- WORK ITEM
Word for word, reproduce the data that follows.

- DATA RECORDS

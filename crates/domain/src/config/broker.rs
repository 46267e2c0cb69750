use serde::{Deserialize, Serialize};

// ━━━━━━━━━━━━━━━━━━━━━━━━━━━━━━━━━━━━━━━━━━━━━━━━━━━━━━━━━━━━━━━━━━
// Session Broker (C6) / Event Log (C5) / Permission Arbiter (C4)
// ━━━━━━━━━━━━━━━━━━━━━━━━━━━━━━━━━━━━━━━━━━━━━━━━━━━━━━━━━━━━━━━━━━

#[derive(Debug, Clone, Serialize, Deserialize)]
pub struct BrokerConfig {
    /// Bound on the per-session event log (spec.md §2 C5: "N ≥ 500").
    #[serde(default = "d_max_event_log")]
    pub max_event_log: usize,
    /// Permission request deadline (spec.md §4.4: "≥ 5 minutes").
    #[serde(default = "d_permission_timeout_ms")]
    pub permission_timeout_ms: u64,
}

impl Default for BrokerConfig {
    fn default() -> Self {
        Self {
            max_event_log: d_max_event_log(),
            permission_timeout_ms: d_permission_timeout_ms(),
        }
    }
}

fn d_max_event_log() -> usize {
    500
}
fn d_permission_timeout_ms() -> u64 {
    5 * 60 * 1000
}

#[cfg(test)]
mod tests {
    use super::*;

    #[test]
    fn defaults_meet_spec_minimums() {
        let cfg = BrokerConfig::default();
        assert!(cfg.max_event_log >= 500);
        assert!(cfg.permission_timeout_ms >= 5 * 60 * 1000);
    }
}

- TASK RESPONSE
filename crates/domain/src/config/broker.rs
repository 46267e2c0cb69750
use serde::{Deserialize, Serialize};

// ━━━━━━━━━━━━━━━━━━━━━━━━━━━━━━━━━━━━━━━━━━━━━━━━━━━━━━━━━━━━━━━━━━
// Session Broker (C6) / Event Log (C5) / Permission Arbiter (C4)
// ━━━━━━━━━━━━━━━━━━━━━━━━━━━━━━━━━━━━━━━━━━━━━━━━━━━━━━━━━━━━━━━━━━

#[derive(Debug, Clone, Serialize, Deserialize)]
pub struct BrokerConfig {
    /// Bound on the per-session event log (spec.md §2 C5: "N ≥ 500").
    #[serde(default = "d_max_event_log")]
    pub max_event_log: usize,
    /// Permission request deadline (spec.md §4.4: "≥ 5 minutes").
    #[serde(default = "d_permission_timeout_ms")]
    pub permission_timeout_ms: u64,
}

impl Default for BrokerConfig {
    fn default() -> Self {
        Self {
            max_event_log: d_max_event_log(),
            permission_timeout_ms: d_permission_timeout_ms(),
        }
    }
}

fn d_max_event_log() -> usize {
    500
}
fn d_permission_timeout_ms() -> u64 {
    5 * 60 * 1000
}

#[cfg(test)]
mod tests {
    use super::*;

    #[test]
    fn defaults_meet_spec_minimums() {
        let cfg = BrokerConfig::default();
        assert!(cfg.max_event_log >= 500);
        assert!(cfg.permission_timeout_ms >= 5 * 60 * 1000);
    }
}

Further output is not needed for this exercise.